Although her sincerity attracted me, I barely knew Sophie in those days. She too must have grieved for some stale corpse. Soon enough I got fond of her and wished to save her from death; and had I resigned from the society there would have been no hope of that. For my own part, the more I banqueted, the less I cared about dying. Thus I seemed to be freeing myself from error.

Unfailingly strict, Mortensen quizzed her on the snake, the ibis, the eye. Although, indeed because she breathed the living’s natural resentment of the dead, she did not fail him. More than any of us, it seemed, she longed for our purpose to be achieved. So on the following night, when we strolled down to the domes among the cypress trees, all four of us ready if not exactly hungry for the Banquet of Death, she saw the snake before Mortensen did, and when the eye appeared (on the site of a Masonic burial), she chaffed him on not having spotted the ibis.
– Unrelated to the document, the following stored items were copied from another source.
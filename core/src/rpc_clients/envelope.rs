//! JSON-RPC 2.0 request and response envelopes for the account abstraction
//! methods served by the Alchemy gateway.

use alchemy_aa_types::{GasAndPaymasterQuote, SignedUserOperation, codec};
use alloy::primitives::{Address, B256, Bytes, U256};
use serde::{Deserialize, Serialize, de::DeserializeOwned};

use crate::{
    constants::{
        JSONRPC_VERSION, METHOD_GET_USER_OPERATION_BY_HASH, METHOD_GET_USER_OPERATION_RECEIPT,
        METHOD_REQUEST_GAS_AND_PAYMASTER, METHOD_SEND_USER_OPERATION,
    },
    error::AlchemyError,
};

#[derive(Debug, Clone, Serialize)]
pub struct JsonRpcRequest<P> {
    pub id: u64,
    pub jsonrpc: &'static str,
    pub method: &'static str,
    pub params: P,
}

impl<P: Serialize> JsonRpcRequest<P> {
    pub fn new(id: u64, method: &'static str, params: P) -> Self {
        Self {
            id,
            jsonrpc: JSONRPC_VERSION,
            method,
            params,
        }
    }

    pub fn to_bytes(&self) -> Result<Vec<u8>, AlchemyError> {
        serde_json::to_vec(self).map_err(|e| {
            tracing::error!("Error serializing {} request: {}", self.method, e);
            AlchemyError::encoding(e)
        })
    }
}

/// Positional parameters of `eth_sendUserOperation`.
#[derive(Debug, Clone, Serialize)]
#[serde(untagged)]
pub enum SendUserOperationParams {
    OperationOnly([SignedUserOperation; 1]),
    WithEntryPoint(
        SignedUserOperation,
        #[serde(with = "codec::address")] Address,
    ),
}

impl SendUserOperationParams {
    pub fn new(op: SignedUserOperation, entrypoint: Option<Address>) -> Self {
        match entrypoint {
            Some(entrypoint) => Self::WithEntryPoint(op, entrypoint),
            None => Self::OperationOnly([op]),
        }
    }
}

/// Single parameter object of `alchemy_requestGasAndPaymasterAndData`.
#[derive(Debug, Clone, Serialize)]
#[serde(rename_all = "camelCase")]
pub struct GasAndPaymasterParams {
    pub policy_id: String,
    #[serde(with = "codec::address")]
    pub entry_point: Address,
    pub user_operation: SignedUserOperation,
    #[serde(with = "codec::bytes")]
    pub dummy_signature: Bytes,
}

pub fn build_send_request(
    id: u64,
    op: SignedUserOperation,
    entrypoint: Option<Address>,
) -> Result<Vec<u8>, AlchemyError> {
    JsonRpcRequest::new(
        id,
        METHOD_SEND_USER_OPERATION,
        SendUserOperationParams::new(op, entrypoint),
    )
    .to_bytes()
}

pub fn build_gas_and_paymaster_request(
    id: u64,
    params: GasAndPaymasterParams,
) -> Result<Vec<u8>, AlchemyError> {
    JsonRpcRequest::new(id, METHOD_REQUEST_GAS_AND_PAYMASTER, [params]).to_bytes()
}

pub fn build_receipt_query(operation_hash: &str, id: u64) -> Result<Vec<u8>, AlchemyError> {
    JsonRpcRequest::new(id, METHOD_GET_USER_OPERATION_RECEIPT, [operation_hash]).to_bytes()
}

pub fn build_user_operation_by_hash_query(
    operation_hash: &str,
    id: u64,
) -> Result<Vec<u8>, AlchemyError> {
    JsonRpcRequest::new(id, METHOD_GET_USER_OPERATION_BY_HASH, [operation_hash]).to_bytes()
}

#[derive(Debug, Clone, PartialEq, Serialize, Deserialize)]
pub struct JsonRpcErrorObject {
    #[serde(default)]
    pub code: i64,
    #[serde(default)]
    pub message: String,
    #[serde(default, skip_serializing_if = "Option::is_none")]
    pub data: Option<serde_json::Value>,
}

#[derive(Debug, Clone, Serialize, Deserialize)]
pub struct JsonRpcResponse<T> {
    #[serde(default)]
    pub id: serde_json::Value,
    #[serde(default)]
    pub jsonrpc: Option<String>,
    #[serde(skip_serializing_if = "Option::is_none")]
    pub result: Option<T>,
    #[serde(skip_serializing_if = "Option::is_none")]
    pub error: Option<JsonRpcErrorObject>,
}

impl<T: DeserializeOwned> JsonRpcResponse<T> {
    pub fn from_slice(response: &[u8]) -> Result<Self, AlchemyError> {
        serde_json::from_slice(response).map_err(|e| {
            tracing::error!("Error deserializing JSON-RPC response: {}", e);
            AlchemyError::encoding(e)
        })
    }

    /// A non-zero error code fails the call even when a result is present.
    pub fn into_result(self) -> Result<Option<T>, AlchemyError> {
        match self.error {
            Some(error) if error.code != 0 => Err(AlchemyError::RpcError {
                code: error.code,
                message: error.message,
                data: error.data,
            }),
            _ => Ok(self.result),
        }
    }
}

/// Result of `eth_getUserOperationReceipt` once the operation is mined.
#[derive(Debug, Clone, PartialEq, Eq, Serialize, Deserialize)]
#[serde(rename_all = "camelCase")]
pub struct UserOperationReceipt {
    #[serde(default)]
    pub user_op_hash: String,
    #[serde(default)]
    pub success: bool,
    #[serde(default, skip_serializing_if = "Option::is_none")]
    pub reason: Option<String>,
    #[serde(
        default,
        skip_serializing_if = "Option::is_none",
        with = "codec::option_quantity"
    )]
    pub actual_gas_cost: Option<U256>,
    #[serde(
        default,
        skip_serializing_if = "Option::is_none",
        with = "codec::option_quantity"
    )]
    pub actual_gas_used: Option<U256>,
}

/// Result of `eth_getUserOperationByHash`.
#[derive(Debug, Clone, PartialEq, Serialize, Deserialize)]
#[serde(rename_all = "camelCase")]
pub struct UserOperationLookup {
    #[serde(default)]
    pub user_operation: serde_json::Value,
    #[serde(
        default,
        skip_serializing_if = "Option::is_none",
        with = "codec::option_address"
    )]
    pub entry_point: Option<Address>,
    #[serde(
        default,
        skip_serializing_if = "Option::is_none",
        with = "codec::option_quantity"
    )]
    pub block_number: Option<U256>,
    #[serde(default, skip_serializing_if = "Option::is_none")]
    pub block_hash: Option<B256>,
    #[serde(default, skip_serializing_if = "Option::is_none")]
    pub transaction_hash: Option<B256>,
}

fn require_result<T>(result: Option<T>, method: &str) -> Result<T, AlchemyError> {
    result.ok_or_else(|| AlchemyError::encoding(format!("{method} response has no result")))
}

/// Decode the operation hash returned by `eth_sendUserOperation`.
pub fn decode_send_result(response: &[u8]) -> Result<String, AlchemyError> {
    let result = JsonRpcResponse::<String>::from_slice(response)?.into_result()?;
    require_result(result, METHOD_SEND_USER_OPERATION)
}

/// `None` while the operation is not yet mined.
pub fn decode_receipt_result(response: &[u8]) -> Result<Option<UserOperationReceipt>, AlchemyError> {
    JsonRpcResponse::<UserOperationReceipt>::from_slice(response)?.into_result()
}

pub fn decode_quote_result(response: &[u8]) -> Result<GasAndPaymasterQuote, AlchemyError> {
    let result = JsonRpcResponse::<GasAndPaymasterQuote>::from_slice(response)?.into_result()?;
    require_result(result, METHOD_REQUEST_GAS_AND_PAYMASTER)
}

pub fn decode_user_operation_by_hash(
    response: &[u8],
) -> Result<Option<UserOperationLookup>, AlchemyError> {
    JsonRpcResponse::<UserOperationLookup>::from_slice(response)?.into_result()
}

#[cfg(test)]
mod tests {
    use alchemy_aa_types::UserOperation;
    use alloy::primitives::{address, bytes};
    use serde_json::{Value, json};

    use super::*;

    const ENTRYPOINT: Address = address!("0x5FF137D4b0FDCD49DcA30c7CF57E578a026d2789");

    fn signed_op() -> SignedUserOperation {
        UserOperation::new(
            address!("0x9406Cc6185a346906296840746125a0E44976454"),
            U256::from(1),
            bytes!("b61d27f6"),
        )
        .into_signed(bytes!("aabb"))
    }

    #[test]
    fn test_send_request_envelope() {
        let payload = build_send_request(4, signed_op(), Some(ENTRYPOINT)).unwrap();
        let value: Value = serde_json::from_slice(&payload).unwrap();

        assert_eq!(value["id"], 4);
        assert_eq!(value["jsonrpc"], "2.0");
        assert_eq!(value["method"], "eth_sendUserOperation");
        assert_eq!(value["params"].as_array().unwrap().len(), 2);
        assert_eq!(value["params"][0]["signature"], "0xaabb");
        assert_eq!(
            value["params"][1],
            "0x5FF137D4b0FDCD49DcA30c7CF57E578a026d2789"
        );
    }

    #[test]
    fn test_send_request_without_entrypoint() {
        let payload = build_send_request(4, signed_op(), None).unwrap();
        let value: Value = serde_json::from_slice(&payload).unwrap();

        let params = value["params"].as_array().unwrap();
        assert_eq!(params.len(), 1);
        assert!(params[0].is_object());
    }

    #[test]
    fn test_envelope_key_order() {
        let payload = build_receipt_query("0x01", 11).unwrap();
        assert_eq!(
            String::from_utf8(payload).unwrap(),
            r#"{"id":11,"jsonrpc":"2.0","method":"eth_getUserOperationReceipt","params":["0x01"]}"#
        );
    }

    #[test]
    fn test_user_operation_by_hash_query() {
        let payload = build_user_operation_by_hash_query("0xabcd", 3).unwrap();
        let value: Value = serde_json::from_slice(&payload).unwrap();

        assert_eq!(value["method"], "eth_getUserOperationByHash");
        assert_eq!(value["params"], json!(["0xabcd"]));
    }

    #[test]
    fn test_decode_send_result_success() {
        let response = json!({
            "jsonrpc": "2.0",
            "id": 2,
            "result": "0x31b09cc37a91866b493ee9a31980e90b94b09195a85599f5e6d6a246c9e20186"
        });

        let hash = decode_send_result(&serde_json::to_vec(&response).unwrap()).unwrap();
        assert_eq!(
            hash,
            "0x31b09cc37a91866b493ee9a31980e90b94b09195a85599f5e6d6a246c9e20186"
        );
    }

    #[test]
    fn test_decode_send_result_rpc_error() {
        let response = json!({
            "jsonrpc": "2.0",
            "id": 2,
            "error": { "code": 3, "message": "x" }
        });

        let error = decode_send_result(&serde_json::to_vec(&response).unwrap()).unwrap_err();
        assert_eq!(
            error,
            AlchemyError::RpcError {
                code: 3,
                message: "x".to_string(),
                data: None,
            }
        );
    }

    #[test]
    fn test_error_code_wins_over_result() {
        let response = json!({
            "jsonrpc": "2.0",
            "id": 2,
            "result": "0x01",
            "error": { "code": -32500, "message": "AA21 didn't pay prefund" }
        });

        let error = decode_send_result(&serde_json::to_vec(&response).unwrap()).unwrap_err();
        assert!(matches!(error, AlchemyError::RpcError { code: -32500, .. }));
    }

    #[test]
    fn test_zero_error_code_is_ignored() {
        let response = json!({
            "jsonrpc": "2.0",
            "id": 2,
            "result": "0x01",
            "error": { "code": 0, "message": "" }
        });

        assert_eq!(
            decode_send_result(&serde_json::to_vec(&response).unwrap()).unwrap(),
            "0x01"
        );
    }

    #[test]
    fn test_decode_send_result_missing_result() {
        let error = decode_send_result(br#"{"jsonrpc":"2.0","id":1}"#).unwrap_err();
        assert!(matches!(error, AlchemyError::EncodingError { .. }));
    }

    #[test]
    fn test_decode_send_result_malformed_json() {
        let error = decode_send_result(b"<html>bad gateway</html>").unwrap_err();
        assert!(matches!(error, AlchemyError::EncodingError { .. }));
    }

    #[test]
    fn test_decode_receipt_pending_and_mined() {
        assert_eq!(
            decode_receipt_result(br#"{"jsonrpc":"2.0","id":1,"result":null}"#).unwrap(),
            None
        );
        assert_eq!(
            decode_receipt_result(br#"{"jsonrpc":"2.0","id":1}"#).unwrap(),
            None
        );

        let response = json!({
            "jsonrpc": "2.0",
            "id": 1,
            "result": {
                "userOpHash": "0x5fad93d239e4e7a7dd634822513b27f04e57ed8ea1be7b3e74df177eefd8beb8",
                "success": true,
                "actualGasCost": "0x1b2c",
                "actualGasUsed": "0x5208",
                "receipt": { "status": "0x1" }
            }
        });
        let receipt = decode_receipt_result(&serde_json::to_vec(&response).unwrap())
            .unwrap()
            .unwrap();

        assert!(receipt.success);
        assert_eq!(
            receipt.user_op_hash,
            "0x5fad93d239e4e7a7dd634822513b27f04e57ed8ea1be7b3e74df177eefd8beb8"
        );
        assert_eq!(receipt.actual_gas_used, Some(U256::from(21_000)));
        assert_eq!(receipt.reason, None);
    }

    #[test]
    fn test_decode_receipt_rpc_error() {
        let response = br#"{"jsonrpc":"2.0","id":1,"error":{"code":-32602,"message":"invalid hash"}}"#;
        let error = decode_receipt_result(response).unwrap_err();
        assert!(matches!(error, AlchemyError::RpcError { code: -32602, .. }));
    }

    #[test]
    fn test_decode_quote_result() {
        let response = json!({
            "jsonrpc": "2.0",
            "id": 1,
            "result": {
                "preVerificationGas": "0xc350",
                "callGasLimit": "0x5208",
                "verificationGasLimit": "0x186a0",
                "paymasterAndData": "0xc03aac639bb21233e0139381970328db8bceeb67",
                "maxFeePerGas": "0x77359400",
                "maxPriorityFeePerGas": "0x3b9aca00"
            }
        });

        let quote = decode_quote_result(&serde_json::to_vec(&response).unwrap()).unwrap();
        assert_eq!(quote.call_gas_limit, U256::from(21_000));
        assert_eq!(quote.paymaster_and_data.len(), 20);
    }

    #[test]
    fn test_decode_user_operation_by_hash() {
        let response = json!({
            "jsonrpc": "2.0",
            "id": 1,
            "result": {
                "userOperation": { "sender": "0x9406Cc6185a346906296840746125a0E44976454" },
                "entryPoint": "0x5ff137d4b0fdcd49dca30c7cf57e578a026d2789",
                "blockNumber": "0x10",
                "blockHash": "0x1111111111111111111111111111111111111111111111111111111111111111",
                "transactionHash": "0x2222222222222222222222222222222222222222222222222222222222222222"
            }
        });

        let lookup = decode_user_operation_by_hash(&serde_json::to_vec(&response).unwrap())
            .unwrap()
            .unwrap();
        assert_eq!(lookup.entry_point, Some(ENTRYPOINT));
        assert_eq!(lookup.block_number, Some(U256::from(16)));
        assert_eq!(
            lookup.user_operation["sender"],
            "0x9406Cc6185a346906296840746125a0E44976454"
        );
    }

    #[test]
    fn test_receipt_gas_fields_must_be_hex_quantities() {
        let response = json!({
            "jsonrpc": "2.0",
            "id": 1,
            "result": {
                "userOpHash": "0x01",
                "success": false,
                "reason": "AA23 reverted",
                "actualGasUsed": "21000"
            }
        });

        let error = decode_receipt_result(&serde_json::to_vec(&response).unwrap()).unwrap_err();
        assert!(matches!(error, AlchemyError::EncodingError { .. }));
    }
}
By now the graves were already opening like the covers of drowned books in a tidal current, and that night we met the warlock, who could transform himself into a worm whenever he liked. From him we learned that the Black Depths, as his kind call this earth, extend down into bedrock, and through crooked channels to the Red Place. This news expanded Mortensen’s ambitions, not that I cared. (I mostly tried to avoid talking with anyone.) Mortensen, however, proposed to refrain from harrowing hell, since that might be construed as aggression, not to mention that it would destroy a previously unstudied system. Therefore we ought to form an alliance with its inhabitants, based on common interest. And so we wined and dined the warlock, famishing for knowledge and greatness.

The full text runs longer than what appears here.